For those of us navigating our way through the complications of life in the 21st-century, there is a great appeal in stories that hearken back to a simpler time. The Blue Star by Tony Earley is just such a story, a charming coming-of-age novel set in the mountains of North Carolina back 1941.
Jim Glass, whose childhood escapades in the small town of Aliceville were the subject of Earley’s sleeper hit Jim the Boy, is nearly grown now. A high school senior, he is forced to confront the real world in a big way – first by falling in love, then by the threat of war.
The dark shadow of World War II hangs heavily over the entire town and provides the impetus for Jim’s coming of age. One of Jim’s classmates, Bucky Bucklaw, has already enlisted in the Navy and is stationed at Pearl Harbor. Back at home, Jim has fallen in love with Bucky’s girlfriend, Chrissie Steppe; throughout the novel, Jim struggles to reconcile his love for Chrissie with his (barely) repressed wish that Bucky just never comes back.

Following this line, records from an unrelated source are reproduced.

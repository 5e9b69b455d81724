mod prepare;
mod scan;

pub use scan::{scan_file, scan_image};

use std::collections::BTreeMap;
use std::fmt::{Display, Formatter};

use tracing::{debug, warn};

use crate::common::{BinQRError, BinQRResult};

// Barcode format
//------------------------------------------------------------------------------

#[derive(Debug, PartialEq, Eq, Copy, Clone)]
pub enum BarcodeFormat {
    QrCode,
}

impl Display for BarcodeFormat {
    fn fmt(&self, f: &mut Formatter<'_>) -> std::fmt::Result {
        match self {
            Self::QrCode => f.write_str("QR_CODE"),
        }
    }
}

// Metadata key
//------------------------------------------------------------------------------

#[derive(Debug, PartialEq, Eq, Copy, Clone, PartialOrd, Ord, Hash)]
pub enum MetadataKey {
    ErrorCorrectionLevel,
    Version,
    Mask,
}

impl Display for MetadataKey {
    fn fmt(&self, f: &mut Formatter<'_>) -> std::fmt::Result {
        let s = match self {
            Self::ErrorCorrectionLevel => "ERROR_CORRECTION_LEVEL",
            Self::Version => "VERSION",
            Self::Mask => "MASK",
        };
        f.write_str(s)
    }
}

// Scan result
//------------------------------------------------------------------------------

/// Raw output of the symbol detector, before any payload reconstruction.
#[derive(Debug, Clone, PartialEq, Eq)]
pub struct ScanResult {
    pub format: BarcodeFormat,
    pub metadata: BTreeMap<MetadataKey, String>,
    pub byte_segments: Vec<Vec<u8>>,
}

impl ScanResult {
    pub fn new(format: BarcodeFormat) -> Self {
        Self { format, metadata: BTreeMap::new(), byte_segments: Vec::new() }
    }

    pub fn with_metadata(mut self, key: MetadataKey, value: impl Into<String>) -> Self {
        self.metadata.insert(key, value.into());
        self
    }

    pub fn with_segment(mut self, segment: Vec<u8>) -> Self {
        self.byte_segments.push(segment);
        self
    }
}

/// Reconstructs the payload carried by `scan`.
///
/// Only the first byte segment is used. Any later segments are dropped.
pub fn extract(scan: ScanResult) -> BinQRResult<Vec<u8>> {
    let seg_count = scan.byte_segments.len();
    let payload = scan.byte_segments.into_iter().next().ok_or(BinQRError::NoBinaryData)?;
    if seg_count > 1 {
        warn!("Scan carries {seg_count} byte segments, keeping only the first");
    }
    debug!("Extracted payload of {} bytes", payload.len());
    Ok(payload)
}
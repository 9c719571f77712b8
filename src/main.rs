//! CLI entry point for the geolit tool.

use std::process::ExitCode;
use std::sync::Arc;

use clap::Parser;
use geolit_core::cache::{HotCache, LayeredCache, SoftCache, WarmStore};
use geolit_core::cli::{Args, Command};
use geolit_core::commands::{EXIT_FATAL, run_cache_command, run_enrich_command};
use tracing::debug;

#[tokio::main]
async fn main() -> ExitCode {
    // Parse CLI arguments first (before tracing, so --help works without logs)
    let args = Args::parse();

    // Priority: RUST_LOG env var > quiet flag > verbose flag > default (info)
    let default_level = if args.quiet {
        "error"
    } else {
        match args.verbose {
            0 => "info",
            1 => "debug",
            _ => "trace",
        }
    };

    let filter = tracing_subscriber::EnvFilter::try_from_default_env()
        .unwrap_or_else(|_| tracing_subscriber::EnvFilter::new(default_level));
    tracing_subscriber::fmt().with_env_filter(filter).init();

    debug!(?args, "CLI arguments parsed");

    let code = match &args.command {
        Command::Enrich(enrich) => match run_enrich_command(&args, enrich).await {
            Ok(code) => code,
            Err(error) => {
                eprintln!("fatal: {error:#}");
                EXIT_FATAL
            }
        },
        Command::Cache(cache_args) => {
            let cache = Arc::new(LayeredCache::new(
                Arc::new(HotCache::connect(args.redis_url.as_deref()).await),
                Arc::new(WarmStore::new(&args.storage_root)),
                Arc::new(SoftCache::new(&args.storage_root)),
            ));
            run_cache_command(cache_args, &cache).await
        }
    };

    ExitCode::from(u8::try_from(code).unwrap_or(2))
}
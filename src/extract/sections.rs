//! Section segmentation and normalization of extracted PDF text.
//!
//! A header-heuristic classifier detects canonical section starts; lines
//! between matches belong to the preceding section. Normalization collapses
//! whitespace, drops page furniture, and repairs hyphenation so identical
//! PDF bytes always normalize to the identical section map (and therefore
//! the identical content hash).

use std::collections::BTreeMap;
use std::sync::LazyLock;

use regex::Regex;

use crate::util::sha256_hex;

/// Canonical paper sections, in reading order.
#[derive(Debug, Clone, Copy, PartialEq, Eq, PartialOrd, Ord)]
pub enum Section {
    Abstract,
    Introduction,
    Methods,
    Results,
    Discussion,
    Conclusion,
}

impl Section {
    /// Stable key used in the normalized map and the content hash.
    #[must_use]
    pub fn key(self) -> &'static str {
        match self {
            Self::Abstract => "abstract",
            Self::Introduction => "introduction",
            Self::Methods => "methods",
            Self::Results => "results",
            Self::Discussion => "discussion",
            Self::Conclusion => "conclusion",
        }
    }

    const ALL: [Self; 6] = [
        Self::Abstract,
        Self::Introduction,
        Self::Methods,
        Self::Results,
        Self::Discussion,
        Self::Conclusion,
    ];
}

/// The normalized, section-structured content of one paper.
#[derive(Debug, Clone, Default, PartialEq)]
pub struct SectionMap {
    sections: BTreeMap<&'static str, String>,
    pub tables: Vec<String>,
    pub figures: Vec<String>,
}

impl SectionMap {
    /// Returns a section's normalized text, if present.
    #[must_use]
    pub fn get(&self, section: Section) -> Option<&str> {
        self.sections.get(section.key()).map(String::as_str)
    }

    /// Number of detected canonical sections.
    #[must_use]
    pub fn section_count(&self) -> usize {
        self.sections.len()
    }

    /// Approximate token count per section (whitespace-delimited).
    #[must_use]
    pub fn token_counts(&self) -> BTreeMap<&'static str, usize> {
        self.sections
            .iter()
            .map(|(k, v)| (*k, v.split_whitespace().count()))
            .collect()
    }

    /// Owned copy of the section texts, keyed by section name.
    #[must_use]
    pub fn sections_owned(&self) -> BTreeMap<String, String> {
        self.sections
            .iter()
            .map(|(k, v)| ((*k).to_string(), v.clone()))
            .collect()
    }

    /// Rebuilds a map from stored section texts; unknown keys are dropped.
    #[must_use]
    pub fn from_stored(
        sections: &BTreeMap<String, String>,
        tables: Vec<String>,
        figures: Vec<String>,
    ) -> Self {
        let mut map = Self {
            tables,
            figures,
            ..Self::default()
        };
        for section in Section::ALL {
            if let Some(text) = sections.get(section.key()) {
                map.insert(section, text.clone());
            }
        }
        map
    }

    /// The canonical JSON the content hash is computed over.
    ///
    /// `BTreeMap` ordering makes the serialization deterministic.
    #[must_use]
    pub fn canonical_json(&self) -> String {
        // Serialization of a string map cannot fail.
        serde_json::to_string(&self.sections).unwrap_or_default()
    }

    /// SHA-256 over the canonical JSON; the identity of this content.
    #[must_use]
    pub fn content_sha256(&self) -> String {
        sha256_hex(self.canonical_json().as_bytes())
    }

    fn insert(&mut self, section: Section, text: String) {
        if !text.is_empty() {
            self.sections.insert(section.key(), text);
        }
    }
}

static HEADER_RE: LazyLock<Regex> = LazyLock::new(|| {
    compile(
        r"(?i)^\s*(?:\d+[.\s]*)?(abstract|introduction|background|methods|materials\s+and\s+methods|results|discussion|conclusions?)\s*$",
    )
});

static CAPTION_RE: LazyLock<Regex> =
    LazyLock::new(|| compile(r"(?i)^\s*(table|figure|fig\.?)\s*(\d+)\s*[.:]\s*(\S.*)$"));

/// Back-matter headings that close out the structured sections. Everything
/// under them is unknown trailing content and belongs to discussion.
static TRAILER_RE: LazyLock<Regex> = LazyLock::new(|| {
    compile(
        r"(?ix)^\s*(?:
            acknowledg(?:e)?ments?
            | references
            | bibliography
            | supplementary\s+(?:material|information|data)
            | author\s+contributions
            | competing\s+interests
            | conflicts?\s+of\s+interest
            | declaration\s+of\s+interests?
            | funding
            | data\s+availability(?:\s+statement)?
        )\s*$",
    )
});

/// Bare page numbers and short running headers are page furniture.
static PAGE_NUMBER_RE: LazyLock<Regex> = LazyLock::new(|| compile(r"^\s*\d{1,4}\s*$"));

#[allow(clippy::expect_used)]
fn compile(pattern: &str) -> Regex {
    Regex::new(pattern).expect("static section pattern must compile")
}

fn header_section(line: &str) -> Option<Section> {
    let caps = HEADER_RE.captures(line)?;
    let name = caps.get(1)?.as_str().to_ascii_lowercase();
    match name.as_str() {
        "abstract" => Some(Section::Abstract),
        "introduction" | "background" => Some(Section::Introduction),
        "methods" => Some(Section::Methods),
        s if s.starts_with("materials") => Some(Section::Methods),
        "results" => Some(Section::Results),
        "discussion" => Some(Section::Discussion),
        s if s.starts_with("conclusion") => Some(Section::Conclusion),
        _ => None,
    }
}

/// Segments linearized PDF text into the canonical section map.
///
/// Content before the first recognized header lands in `introduction`;
/// unknown trailing content after the last section (acknowledgments,
/// references, and other back matter) lands in `discussion`. Captions are
/// collected separately and excluded from section text.
#[must_use]
pub fn segment(text: &str) -> SectionMap {
    let cleaned = strip_page_furniture(text);

    let mut map = SectionMap::default();
    let mut current = Section::Introduction;
    let mut buffers: BTreeMap<&'static str, Vec<String>> = BTreeMap::new();

    for line in cleaned.lines() {
        if let Some(section) = header_section(line) {
            current = section;
            continue;
        }

        if TRAILER_RE.is_match(line) {
            current = Section::Discussion;
            continue;
        }

        if let Some(caps) = CAPTION_RE.captures(line) {
            let caption = normalize_inline(line);
            let kind = caps.get(1).map_or("", |m| m.as_str()).to_ascii_lowercase();
            if kind.starts_with("table") {
                map.tables.push(caption);
            } else {
                map.figures.push(caption);
            }
            continue;
        }

        buffers.entry(current.key()).or_default().push(line.to_string());
    }

    // Without any header hit there is one undifferentiated buffer under
    // introduction; the quality score reflects the degradation.
    for section in Section::ALL {
        if let Some(lines) = buffers.remove(section.key()) {
            map.insert(section, normalize_block(&lines));
        }
    }

    map
}

/// Quality score over section presence and per-section volume.
///
/// Methods and results carry the most weight: they are what downstream
/// analysis consumes. Ranges 0.0 to 1.0.
#[must_use]
pub fn quality_score(map: &SectionMap) -> f64 {
    let tokens = map.token_counts();

    let weight = |section: Section| -> f64 {
        match section {
            Section::Methods | Section::Results => 0.25,
            Section::Abstract | Section::Discussion => 0.15,
            Section::Introduction | Section::Conclusion => 0.10,
        }
    };

    let mut score = 0.0;
    for section in Section::ALL {
        let count = tokens.get(section.key()).copied().unwrap_or(0);
        if count == 0 {
            continue;
        }
        // Full credit at 150 tokens; thin sections earn partially.
        let volume = (count as f64 / 150.0).min(1.0);
        score += weight(section) * volume;
    }
    score.min(1.0)
}

/// Drops bare page numbers and lines repeated across three or more pages
/// (running headers), then repairs hyphenation across line breaks.
fn strip_page_furniture(text: &str) -> String {
    use std::collections::HashMap;

    let text = text.replace(PAGE_BREAK_STR, "\n");
    let mut short_line_counts: HashMap<&str, usize> = HashMap::new();
    for line in text.lines() {
        let trimmed = line.trim();
        if !trimmed.is_empty() && trimmed.len() <= 80 {
            *short_line_counts.entry(trimmed).or_insert(0) += 1;
        }
    }

    let mut kept: Vec<&str> = Vec::new();
    for line in text.lines() {
        let trimmed = line.trim();
        if trimmed.is_empty() || PAGE_NUMBER_RE.is_match(trimmed) {
            continue;
        }
        if trimmed.len() <= 80
            && short_line_counts.get(trimmed).copied().unwrap_or(0) >= 3
            && header_section(trimmed).is_none()
        {
            continue;
        }
        kept.push(trimmed);
    }

    kept.join("\n")
}

const PAGE_BREAK_STR: &str = "\u{0C}";

/// Joins a section's lines, repairing hyphenation and collapsing whitespace.
fn normalize_block(lines: &[String]) -> String {
    let mut out = String::new();
    for line in lines {
        let trimmed = line.trim();
        if trimmed.is_empty() {
            continue;
        }
        if let Some(stem) = out.strip_suffix('-') {
            // "trans-\ncription" rejoins as "transcription".
            out = stem.to_string();
            out.push_str(trimmed);
        } else {
            if !out.is_empty() {
                out.push(' ');
            }
            out.push_str(trimmed);
        }
    }
    normalize_inline(&out)
}

fn normalize_inline(text: &str) -> String {
    text.split_whitespace().collect::<Vec<_>>().join(" ")
}
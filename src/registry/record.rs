//! Row types and enums for the persistent registry.

use std::fmt;

use serde::{Deserialize, Serialize};
use sqlx::FromRow;

/// The ordered completeness ladder for a dataset.
///
/// Derives `Ord` so `MetadataOnly < WithCitations < ... < FullyEnriched`;
/// the coordinator relies on this ordering for monotonic advancement.
#[derive(Debug, Clone, Copy, PartialEq, Eq, PartialOrd, Ord, Serialize, Deserialize)]
#[serde(rename_all = "snake_case")]
pub enum CompletenessLevel {
    MetadataOnly,
    WithCitations,
    WithUrls,
    WithPdfs,
    FullyEnriched,
}

impl CompletenessLevel {
    /// Database string representation.
    #[must_use]
    pub fn as_str(self) -> &'static str {
        match self {
            Self::MetadataOnly => "metadata_only",
            Self::WithCitations => "with_citations",
            Self::WithUrls => "with_urls",
            Self::WithPdfs => "with_pdfs",
            Self::FullyEnriched => "fully_enriched",
        }
    }
}

impl fmt::Display for CompletenessLevel {
    fn fmt(&self, f: &mut fmt::Formatter<'_>) -> fmt::Result {
        f.write_str(self.as_str())
    }
}

impl std::str::FromStr for CompletenessLevel {
    type Err = String;

    fn from_str(s: &str) -> Result<Self, Self::Err> {
        match s {
            "metadata_only" => Ok(Self::MetadataOnly),
            "with_citations" => Ok(Self::WithCitations),
            "with_urls" => Ok(Self::WithUrls),
            "with_pdfs" => Ok(Self::WithPdfs),
            "fully_enriched" => Ok(Self::FullyEnriched),
            _ => Err(format!("invalid completeness level: {s}")),
        }
    }
}

/// How a publication relates to a dataset.
#[derive(Debug, Clone, Copy, PartialEq, Eq, Serialize, Deserialize)]
#[serde(rename_all = "snake_case")]
pub enum Relationship {
    Original,
    Citing,
}

impl Relationship {
    /// Database string representation.
    #[must_use]
    pub fn as_str(self) -> &'static str {
        match self {
            Self::Original => "original",
            Self::Citing => "citing",
        }
    }
}

impl std::str::FromStr for Relationship {
    type Err = String;

    fn from_str(s: &str) -> Result<Self, Self::Err> {
        match s {
            "original" => Ok(Self::Original),
            "citing" => Ok(Self::Citing),
            _ => Err(format!("invalid relationship: {s}")),
        }
    }
}

/// Pipeline stage keys for per-stage job state.
#[derive(Debug, Clone, Copy, PartialEq, Eq, Serialize, Deserialize)]
#[serde(rename_all = "snake_case")]
pub enum Stage {
    Citations,
    Urls,
    Pdfs,
    Parse,
}

impl Stage {
    /// Database string representation.
    #[must_use]
    pub fn as_str(self) -> &'static str {
        match self {
            Self::Citations => "citations",
            Self::Urls => "urls",
            Self::Pdfs => "pdfs",
            Self::Parse => "parse",
        }
    }

    /// Completeness level reached when this stage succeeds.
    #[must_use]
    pub fn level_on_success(self) -> CompletenessLevel {
        match self {
            Self::Citations => CompletenessLevel::WithCitations,
            Self::Urls => CompletenessLevel::WithUrls,
            Self::Pdfs => CompletenessLevel::WithPdfs,
            Self::Parse => CompletenessLevel::FullyEnriched,
        }
    }

    /// The stages required to climb from `current` to `desired`, in order.
    #[must_use]
    pub fn required(
        current: CompletenessLevel,
        desired: CompletenessLevel,
    ) -> Vec<Self> {
        [Self::Citations, Self::Urls, Self::Pdfs, Self::Parse]
            .into_iter()
            .filter(|stage| {
                stage.level_on_success() > current && stage.level_on_success() <= desired
            })
            .collect()
    }
}

impl fmt::Display for Stage {
    fn fmt(&self, f: &mut fmt::Formatter<'_>) -> fmt::Result {
        f.write_str(self.as_str())
    }
}

/// A dataset row.
#[derive(Debug, Clone, FromRow, Serialize, Deserialize)]
pub struct DatasetRow {
    pub geo_id: String,
    pub title: Option<String>,
    pub summary: Option<String>,
    pub organism: Option<String>,
    pub platform: Option<String>,
    pub sample_count: Option<i64>,
    pub submission_date: Option<String>,
    pub publication_date: Option<String>,
    /// JSON array of primary PMIDs.
    pub pubmed_ids: String,
    /// Stored as text, parsed via [`DatasetRow::completeness`].
    #[sqlx(rename = "completeness")]
    pub completeness_str: String,
    pub created_at: String,
    pub updated_at: String,
}

impl DatasetRow {
    /// Parsed completeness level; invalid text degrades to the floor.
    #[must_use]
    pub fn completeness(&self) -> CompletenessLevel {
        self.completeness_str
            .parse()
            .unwrap_or(CompletenessLevel::MetadataOnly)
    }

    /// Parsed primary PMIDs.
    #[must_use]
    pub fn pubmed_ids(&self) -> Vec<String> {
        serde_json::from_str(&self.pubmed_ids).unwrap_or_default()
    }
}

/// A publication row.
#[derive(Debug, Clone, FromRow, Serialize, Deserialize)]
pub struct PublicationRow {
    pub pub_key: String,
    pub pmid: Option<String>,
    pub pmcid: Option<String>,
    pub doi: Option<String>,
    pub arxiv_id: Option<String>,
    pub title: String,
    /// JSON array of author names.
    pub authors: String,
    pub journal: Option<String>,
    pub year: Option<i64>,
    #[sqlx(rename = "abstract")]
    pub abstract_text: Option<String>,
    pub citation_count: Option<i64>,
    pub discovery_source: Option<String>,
    pub quality_score: Option<f64>,
    pub quality_band: Option<String>,
    pub created_at: String,
    pub updated_at: String,
}

impl PublicationRow {
    /// Parsed author list.
    #[must_use]
    pub fn author_list(&self) -> Vec<String> {
        serde_json::from_str(&self.authors).unwrap_or_default()
    }
}

/// A persisted URL candidate.
#[derive(Debug, Clone, FromRow, Serialize, Deserialize)]
pub struct UrlCandidateRow {
    pub id: i64,
    pub pub_key: String,
    pub url: String,
    pub source: String,
    pub url_type: String,
    pub priority: i64,
    pub confidence: f64,
    pub requires_auth: i64,
    pub blacklisted: i64,
    /// JSON map of per-candidate metadata.
    pub metadata: Option<String>,
    pub created_at: String,
}

/// A persisted download attempt.
#[derive(Debug, Clone, FromRow, Serialize, Deserialize)]
pub struct DownloadAttemptRow {
    pub id: i64,
    pub pub_key: String,
    pub url: String,
    pub source: String,
    pub status: String,
    pub http_status: Option<i64>,
    pub error: Option<String>,
    pub file_path: Option<String>,
    pub file_size: Option<i64>,
    pub sha256: Option<String>,
    pub attempted_at: String,
}

/// Per-stage enrichment job state.
#[derive(Debug, Clone, FromRow, Serialize, Deserialize)]
pub struct EnrichmentJobRow {
    pub geo_id: String,
    pub stage: String,
    pub status: String,
    pub last_attempt_at: Option<String>,
    pub retry_count: i64,
    pub last_error: Option<String>,
}

/// A publication's parsed-content reference.
#[derive(Debug, Clone, FromRow, Serialize, Deserialize)]
pub struct ParsedRef {
    pub content_sha256: String,
    pub quality_score: f64,
    pub parser: String,
}

/// Aggregated statistics for a dataset snapshot.
#[derive(Debug, Clone, Default, Serialize, Deserialize)]
pub struct DatasetStatistics {
    pub original: usize,
    pub citing: usize,
    pub successful_downloads: usize,
    pub failed_downloads: usize,
    pub success_rate: f64,
}

/// One publication plus everything linked to it.
#[derive(Debug, Clone, Serialize, Deserialize)]
pub struct PublicationBundle {
    pub publication: PublicationRow,
    pub relationship: Relationship,
    pub candidates: Vec<UrlCandidateRow>,
    pub attempts: Vec<DownloadAttemptRow>,
    pub parsed: Option<ParsedRef>,
}

/// The single-query complete view of a dataset.
#[derive(Debug, Clone, Serialize, Deserialize)]
pub struct CompleteGeoData {
    pub dataset: DatasetRow,
    pub publications: Vec<PublicationBundle>,
    pub statistics: DatasetStatistics,
}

Meanwhile, the reader becomes acquainted with a host of characters from Aliceville - Jim’s bachelor uncles, his former girlfriend Norma, his goofy buddy Dennis Deane (who at novel’s end has been consigned to marrying his pregnant girlfriend and sweeping floors at the mill), even his car, affectionately named The Major, each adding another ingredient to the richness of the story.
Earley’s writing, while simple and unaffected, is also warm and evocative, with a gentle humor befitting the time and place.
“What Jim really wished was that he was going to the dance with Chrissie. They would dance for a while - only with each other - and when Mama and the uncles went home, he would drive her through the fields down to the river. On the way, she would scoot up close beside him and he would hold her hand-except when he had to change gears. (Maybe though, he could put his arm around her and work the clutch and she could change the gears.) At the river, they would cuddle up in the rumble seat beneath a blanket and listen to the water and look at the stars. Chrissie’s nose would be cold and he would feel it on his cheek when he kissed her.”
What is most appealing about this novel is the way Earley illuminates those fundamental truths that ring true in every reader’s heart no matter your age or sex. The value of home, family, love and honor, the importance of treating people fairly, the satisfaction that comes from doing your duty and the joy derived from the simple pleasures of life. Small-town values, perhaps, but worth resurrecting in these somewhat chaotic and troublesome times.
For all its charm, though, life in Aliceville can be severely limited. There are two choices: either you’re a farmer or a millworker, otherwise known as a “linthead,” a derogatory term which conveys volumes about the status of this occupation. By novel’s end, the portent of war has settled heavily over Aliceville, and the reader senses the ways life will change – not only for Jim as he embarks on this final portion of his journey into manhood, but for everyone else in town as well.
Hopefully, Earley will allow us to see what happens next.